### [Work request]
The line containing "queued and run" marks the end: restate word for word every line from the first line of the entries below through that one.

Stored data
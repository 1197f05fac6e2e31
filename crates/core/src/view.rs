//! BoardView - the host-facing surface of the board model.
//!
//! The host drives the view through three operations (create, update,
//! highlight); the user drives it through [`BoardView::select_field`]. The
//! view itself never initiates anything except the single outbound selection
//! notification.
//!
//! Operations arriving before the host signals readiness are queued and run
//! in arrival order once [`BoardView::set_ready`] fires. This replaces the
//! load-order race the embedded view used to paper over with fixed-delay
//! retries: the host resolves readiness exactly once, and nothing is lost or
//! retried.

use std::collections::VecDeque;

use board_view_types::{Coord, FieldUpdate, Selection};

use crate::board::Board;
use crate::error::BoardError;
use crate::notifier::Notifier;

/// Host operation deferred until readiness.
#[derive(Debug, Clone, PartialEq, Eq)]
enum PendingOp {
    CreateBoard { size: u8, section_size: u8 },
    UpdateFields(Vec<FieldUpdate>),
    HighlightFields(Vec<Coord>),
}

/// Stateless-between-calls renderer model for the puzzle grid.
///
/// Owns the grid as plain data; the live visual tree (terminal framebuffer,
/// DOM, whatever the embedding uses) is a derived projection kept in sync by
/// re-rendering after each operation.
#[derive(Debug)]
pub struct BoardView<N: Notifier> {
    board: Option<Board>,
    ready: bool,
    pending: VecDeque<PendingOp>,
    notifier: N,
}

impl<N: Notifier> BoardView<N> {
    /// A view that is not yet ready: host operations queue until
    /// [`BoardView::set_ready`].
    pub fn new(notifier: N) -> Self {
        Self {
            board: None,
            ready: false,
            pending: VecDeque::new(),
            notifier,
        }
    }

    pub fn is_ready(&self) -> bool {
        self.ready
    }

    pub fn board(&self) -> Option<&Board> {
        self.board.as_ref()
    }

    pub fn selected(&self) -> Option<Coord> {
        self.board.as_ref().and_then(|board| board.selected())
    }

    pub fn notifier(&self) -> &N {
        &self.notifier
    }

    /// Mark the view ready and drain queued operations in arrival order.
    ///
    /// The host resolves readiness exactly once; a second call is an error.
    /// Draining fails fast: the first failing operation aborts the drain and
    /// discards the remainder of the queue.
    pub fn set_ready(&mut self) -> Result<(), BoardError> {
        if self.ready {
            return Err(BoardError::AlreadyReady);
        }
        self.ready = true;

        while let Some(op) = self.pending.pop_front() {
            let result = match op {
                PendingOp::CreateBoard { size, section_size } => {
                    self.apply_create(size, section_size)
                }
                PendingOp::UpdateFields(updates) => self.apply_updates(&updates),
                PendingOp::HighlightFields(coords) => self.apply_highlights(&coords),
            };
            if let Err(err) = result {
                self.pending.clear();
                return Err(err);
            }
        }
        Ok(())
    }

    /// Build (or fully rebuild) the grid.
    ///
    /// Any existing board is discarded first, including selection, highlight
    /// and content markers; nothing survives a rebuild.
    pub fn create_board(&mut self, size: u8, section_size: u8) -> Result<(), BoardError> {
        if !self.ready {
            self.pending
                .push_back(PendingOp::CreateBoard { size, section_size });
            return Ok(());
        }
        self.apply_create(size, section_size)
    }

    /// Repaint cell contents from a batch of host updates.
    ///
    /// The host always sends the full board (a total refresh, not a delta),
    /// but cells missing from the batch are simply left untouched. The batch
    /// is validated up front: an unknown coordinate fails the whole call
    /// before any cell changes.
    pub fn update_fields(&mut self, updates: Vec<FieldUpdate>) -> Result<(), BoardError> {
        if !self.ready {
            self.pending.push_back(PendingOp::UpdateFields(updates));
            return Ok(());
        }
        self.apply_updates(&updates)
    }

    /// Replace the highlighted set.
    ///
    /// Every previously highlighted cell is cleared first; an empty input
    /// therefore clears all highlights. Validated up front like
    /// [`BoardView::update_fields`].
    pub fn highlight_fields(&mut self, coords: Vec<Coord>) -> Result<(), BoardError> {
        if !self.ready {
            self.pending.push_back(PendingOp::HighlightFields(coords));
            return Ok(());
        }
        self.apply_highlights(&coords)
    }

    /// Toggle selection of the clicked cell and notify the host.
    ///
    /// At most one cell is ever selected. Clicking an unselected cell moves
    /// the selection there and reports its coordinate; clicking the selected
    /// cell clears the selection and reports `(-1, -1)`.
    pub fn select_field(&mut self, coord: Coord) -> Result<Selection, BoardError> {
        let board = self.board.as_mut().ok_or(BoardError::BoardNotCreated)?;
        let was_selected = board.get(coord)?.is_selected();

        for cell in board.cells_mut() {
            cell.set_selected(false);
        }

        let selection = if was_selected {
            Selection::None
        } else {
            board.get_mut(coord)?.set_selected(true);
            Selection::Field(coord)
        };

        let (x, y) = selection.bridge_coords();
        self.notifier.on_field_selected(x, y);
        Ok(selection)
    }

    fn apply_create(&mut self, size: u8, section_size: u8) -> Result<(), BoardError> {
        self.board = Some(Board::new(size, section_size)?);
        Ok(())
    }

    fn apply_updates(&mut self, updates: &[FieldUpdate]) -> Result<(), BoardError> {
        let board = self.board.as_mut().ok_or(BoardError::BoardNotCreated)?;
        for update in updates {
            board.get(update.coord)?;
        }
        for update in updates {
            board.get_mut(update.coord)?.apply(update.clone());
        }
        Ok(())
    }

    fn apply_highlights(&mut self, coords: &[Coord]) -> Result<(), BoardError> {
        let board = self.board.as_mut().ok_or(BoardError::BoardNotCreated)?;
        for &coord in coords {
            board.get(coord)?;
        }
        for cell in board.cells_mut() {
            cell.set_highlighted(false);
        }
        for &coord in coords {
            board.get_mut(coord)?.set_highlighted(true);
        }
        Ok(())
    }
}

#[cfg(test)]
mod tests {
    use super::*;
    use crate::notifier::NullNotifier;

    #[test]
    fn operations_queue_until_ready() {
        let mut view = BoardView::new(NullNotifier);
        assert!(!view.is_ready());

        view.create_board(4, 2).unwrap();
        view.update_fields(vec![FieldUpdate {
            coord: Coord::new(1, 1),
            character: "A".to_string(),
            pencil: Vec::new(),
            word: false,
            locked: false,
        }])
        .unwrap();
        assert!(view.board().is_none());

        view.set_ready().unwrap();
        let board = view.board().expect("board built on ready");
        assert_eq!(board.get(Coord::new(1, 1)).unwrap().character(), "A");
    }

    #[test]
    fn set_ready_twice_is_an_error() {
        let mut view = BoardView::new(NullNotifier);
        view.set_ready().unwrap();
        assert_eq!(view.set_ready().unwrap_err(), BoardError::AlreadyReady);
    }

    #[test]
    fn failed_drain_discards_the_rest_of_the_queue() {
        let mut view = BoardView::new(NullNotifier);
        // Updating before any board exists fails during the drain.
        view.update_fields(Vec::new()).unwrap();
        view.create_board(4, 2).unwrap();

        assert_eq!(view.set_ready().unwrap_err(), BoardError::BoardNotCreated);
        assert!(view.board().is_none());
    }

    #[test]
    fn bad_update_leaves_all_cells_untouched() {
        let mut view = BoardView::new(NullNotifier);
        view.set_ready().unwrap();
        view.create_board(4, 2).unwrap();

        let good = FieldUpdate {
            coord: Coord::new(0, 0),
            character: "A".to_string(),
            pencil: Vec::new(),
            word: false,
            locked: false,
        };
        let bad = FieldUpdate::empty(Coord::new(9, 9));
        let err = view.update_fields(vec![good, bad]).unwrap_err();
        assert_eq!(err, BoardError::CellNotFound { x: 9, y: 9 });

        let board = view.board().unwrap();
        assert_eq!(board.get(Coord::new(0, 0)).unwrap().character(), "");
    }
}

### [Task response]
repository 1197f05fac6e2e31
filename crates/core/src/view.rs
//! BoardView - the host-facing surface of the board model.
//!
//! The host drives the view through three operations (create, update,
//! highlight); the user drives it through [`BoardView::select_field`]. The
//! view itself never initiates anything except the single outbound selection
//! notification.
//!
//! Operations arriving before the host signals readiness are queued and run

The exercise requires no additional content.